В том же номере «Современных записок», где дано окончание повести Бунина, напечатана пятиактная трагедия Леонида Андреева «Самсон в оковах». Думаю, что не один только я принялся читать ее с некоторым страхом: трагедия Андреева, да еще на библейский сюжет, да еще неизданная до сих пор, ничего хорошего не обещает. Но читателя ждет удивление. В трагедии нет ни площадных байронических монологов, ни туманно-кощуственных разглагольствований. Построена она просто и без претензий. Зато эта трагедия очень бледна и, на мой взгляд, очень скучна.
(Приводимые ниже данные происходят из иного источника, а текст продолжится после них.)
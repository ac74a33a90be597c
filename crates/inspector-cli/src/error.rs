//! Error conversion utilities for CLI.
//!
//! Converts inspector-core's typed errors (thiserror) into user-friendly
//! contextual errors (anyhow) with actionable guidance.

use anyhow::anyhow;
use inspector_core::InspectError;

/// Converts `InspectError` to a user-friendly anyhow error.
///
/// `subject` names what was being inspected, e.g. `rake-13.0.6.gem`.
pub fn convert_inspect_error(err: InspectError, subject: &str) -> anyhow::Error {
    match err {
        InspectError::NotFound { path } => {
            anyhow!(
                "File '{path}' not found in {subject}\n\
                 HINT: List the available paths with `inspector files` or `inspector inspect-file`."
            )
        }
        InspectError::BadFile(reason) => {
            anyhow!(
                "Invalid archive {subject}: {reason}\n\
                 HINT: The distribution may be corrupted or truncated."
            )
        }
        InspectError::UpstreamUnavailable {
            status: Some(404),
            reason,
        } => {
            anyhow!(
                "{subject} was not found upstream: {reason}\n\
                 HINT: Check the project name, the version and --platform."
            )
        }
        InspectError::UpstreamUnavailable { status, reason } => {
            let status = status.map(|s| format!(" (HTTP {s})")).unwrap_or_default();
            anyhow!(
                "Upstream unavailable while fetching {subject}{status}: {reason}\n\
                 HINT: Check network access, --registry-url and --download-url, or retry later."
            )
        }
        InspectError::UnsupportedFormat { filename } => {
            anyhow!(
                "Distribution format not supported: {filename}\n\
                 HINT: Supported formats: gem, tar.gz, tgz, zip, whl, egg"
            )
        }
        InspectError::ToolFailed { tool, reason } => {
            anyhow!(
                "{tool} failed on {subject}: {reason}\n\
                 HINT: Install {tool} or point --pycdc/--pycdas at it."
            )
        }
        InspectError::Io(io_err) => {
            anyhow!("I/O error while processing {subject}: {io_err}")
        }
    }
}

/// Adds inspection context to a core result.
pub fn add_context<T>(result: Result<T, InspectError>, subject: &str) -> anyhow::Result<T> {
    result.map_err(|e| convert_inspect_error(e, subject))
}

#[cfg(test)]
mod tests {
    use super::*;
    use std::io;

    #[test]
    fn test_convert_not_found() {
        let converted = convert_inspect_error(InspectError::not_found("lib/x.rb"), "x-1.0.gem");
        let msg = format!("{converted:?}");
        assert!(msg.contains("'lib/x.rb' not found in x-1.0.gem"));
        assert!(msg.contains("HINT"));
    }

    #[test]
    fn test_convert_upstream_404() {
        let err = InspectError::UpstreamUnavailable {
            status: Some(404),
            reason: "GET returned 404".into(),
        };
        let msg = format!("{:?}", convert_inspect_error(err, "x-1.0.gem"));
        assert!(msg.contains("not found upstream"));
        assert!(msg.contains("--platform"));
    }

    #[test]
    fn test_convert_upstream_other() {
        let err = InspectError::UpstreamUnavailable {
            status: Some(503),
            reason: "busy".into(),
        };
        let msg = format!("{:?}", convert_inspect_error(err, "x-1.0.gem"));
        assert!(msg.contains("(HTTP 503)"));
        assert!(msg.contains("retry later"));
    }

    #[test]
    fn test_convert_tool_failed() {
        let err = InspectError::ToolFailed {
            tool: "pycdc".into(),
            reason: "failed to start: No such file or directory".into(),
        };
        let msg = format!("{:?}", convert_inspect_error(err, "a.pyc"));
        assert!(msg.contains("Install pycdc"));
    }

    #[test]
    fn test_convert_io_error() {
        let err = InspectError::from(io::Error::new(io::ErrorKind::NotFound, "file not found"));
        let msg = format!("{:?}", convert_inspect_error(err, "archive.tar.gz"));
        assert!(msg.contains("I/O error"));
    }

    #[test]
    fn test_add_context_passes_ok() {
        assert_eq!(add_context(Ok::<_, InspectError>(3), "x").ok(), Some(3));
    }
}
Надо признать, что в разработку старинной темы внесено несколько черт новых и придуманных находчиво. Если братья Далилы и все вообще «филистимские вельможи» – персонажи явно оперные, то сама Далила, любящая и боящаяся даже слепого Самсона, задумана и выполнена отчетливо. Еще лучше Самсон, особенно в двух первых действиях. Этот сбитый с толку, ошалевший, истерзанный человек, то грубо льстящий, чтобы получить несколько глотков вина, то тупо просящий дать ему шалаш и невольницу, – все равно какую, потому что он слеп! – очень своеобразен. В живой драме он был бы живым лицом, конечно, только эпизодическим.
Спасти в качестве героя мертворожденную трагедию он не может.
«Самсон в оковах» не имеет ни крупных достоинств, ни особенно резких недостатков. Это одно из тех произведений, о которых хочется спросить: зачем эта вещь написана? Истории она нас не научит, Библии не растолкует, новых мыслей не даст, художественного волнения не вызовет. Читаешь без радости, закрываешь книгу без сожаления.
Литературные беседы [ «Молодец» М. Цветаевой. – Д. Святополк-Мирский о языке]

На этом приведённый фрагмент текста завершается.